Can you imagine if we lived in a world where umpires were accountable for their actions?  Last night, Bob Davidson made a runner interference call on Ben Revere so egregiously vacant of an actual violation, he reignited Phillies fans’ passion for channeling their self-loathing onto a singular third party.

Fortunately, a transcript of the exceedingly rare press conference with Davidson following the game was made available to this web site after I made it up.

[.gif, as with all .gifs, comes from Bill Baer]

REPORTER: Bob, what did you think when you called Ben Revere for runner interference in the eighth inning?

BOB:  Right, well, I thought, man, there’s not really a whole lot going on tonight.  And then I looked up and saw Ben Revere sliding head first into second base and I was like ‘Whoa, interference.’
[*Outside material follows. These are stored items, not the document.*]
mod app;
mod commands;
mod domain;
mod infra;
mod shared;

pub(crate) use app::{app_state, controller, logging, resident};
pub(crate) use domain::{notify, relay};
pub(crate) use infra::{app_paths, native_notifier, settings, tauri_host};

use app_state::RelayState;
use commands::*;
use controller::Controller;
use notify::native::NativeCallNotification;
use notify::NotificationWindowManager;
use tauri::path::BaseDirectory;
use tauri::Manager;

const NATIVE_ICON_RESOURCE: &str = "icons/icon.png";

fn resolve_native_icon(app: &tauri::AppHandle) -> Option<std::path::PathBuf> {
    app.path()
        .resolve(NATIVE_ICON_RESOURCE, BaseDirectory::Resource)
        .ok()
        .filter(|path| path.exists())
}

pub fn run() {
    let (relay, relay_rx) = RelayState::channel();

    let builder = tauri::Builder::default().manage(relay);

    #[cfg(desktop)]
    let builder = builder
        .plugin(tauri_plugin_notification::init())
        .plugin(tauri_plugin_single_instance::init(|app, _argv, _cwd| {
            resident::show_main_window(app);
        }));

    let app = builder
        .on_window_event(resident::on_window_event)
        .setup(move |app| {
            let settings_result = settings::read(app.handle());
            let settings = settings_result.clone().unwrap_or_default();
            logging::init(app.handle(), settings.log_filter.as_deref());
            if let Err(err) = settings_result {
                tracing::warn!("settings read failed, using defaults: {}", err);
            }

            let icon = if settings.native_notification_icon {
                resolve_native_icon(app.handle())
            } else {
                None
            };

            let controller = Controller::new(
                NotificationWindowManager::new(
                    tauri_host::TauriSurfaceHost::new(app.handle().clone()),
                    settings.screen_margin,
                ),
                native_notifier::DesktopNativePresenter::new(app.handle().clone()),
                NativeCallNotification::incoming(&settings.caller_name, icon),
            );
            tauri::async_runtime::spawn(async move {
                controller.run(relay_rx).await;
            });

            resident::create_main_window(app.handle())?;
            Ok(())
        })
        .invoke_handler(tauri::generate_handler![
            show_native_notification,
            show_custom_notification,
            show_dark_notification,
            show_compact_notification,
            show_advanced_notification,
            accept_call,
            decline_call
        ])
        .build(tauri::generate_context!())
        .expect("error while building tauri application");

    app.run(|app_handle, event| {
        #[cfg(target_os = "macos")]
        match event {
            // Last window closed: stay resident in the dock.
            tauri::RunEvent::ExitRequested { api, code: None, .. } => {
                api.prevent_exit();
            }
            // Notification surfaces count as visible windows, so the flag is not consulted.
            tauri::RunEvent::Reopen { .. } => {
                resident::show_main_window(app_handle);
            }
            _ => {}
        }

        #[cfg(not(target_os = "macos"))]
        let _ = (app_handle, event);
    });
}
REPORTER: You saw interference?

BOB: Yes.

REPORTER: What was it?

BOB:  Well, he led with his head.  You can’t lead into the base with your head.

REPORTER:  Isn’t that a head first slide?

BOB:  [patronizing laugh, elbows nearby man as if to say, ‘you hearin’ this?’]

REPORTER:  That wasn’t an answer.

BOB:  Look, the human skull is the hardest bone in the body.  That’s the first thing they teach you at umpiring school.

REPORTER:  You’re saying a head first slide is runner interference if the runner has a skull?

BOB:  No, I’m saying that he swatted at the fielder with his hand.

REPORTER:  That’s not… what you just said…

BOB:  Right.  I changed it, just now.  Sounded better.

REPORTER:  At what point did Revere touch the second baseman?

BOB:  When he was sliding into second.  [Again elbows guy.  Guy leaves.]

REPORTER:  What I mean is, in the replay, it doesn’t look like that’s what happened.

BOB:  Look, I know what I saw.  And what I saw was Philadelphia Phillies center fielder Ben Revere, stand up, scream something violently sexual at the second baseman, and try to bite him in the jugular.

REPORTER:  What?

BOB:  I’m a hero, really.  Saving lives out there on the diamond.  People should write a book about me.  ”Balkin’ Bob Saves the Day.”  ”Balkin’ Bob” is my nickname.  Because I call balks when I’m bored.

REPORTER:  Now you’re accusing Revere of attempted cannibalism?

BOB:  Look, I don’t know what’s going through a player’s head when he tries to eat an opposing player on the field.  I just know it’s my job to keep people safe out there.  If people aren’t in the stands to see me clench my fists, wave my arms, or wear a shit-eating grin, then what are they coming to the games for?  I ask you.

REPORTER:  Your job is to make the calls.  Technically, umpires are part of the field.

BOB:  Well, who knows what an umpire’s job is.  Not me, certainly.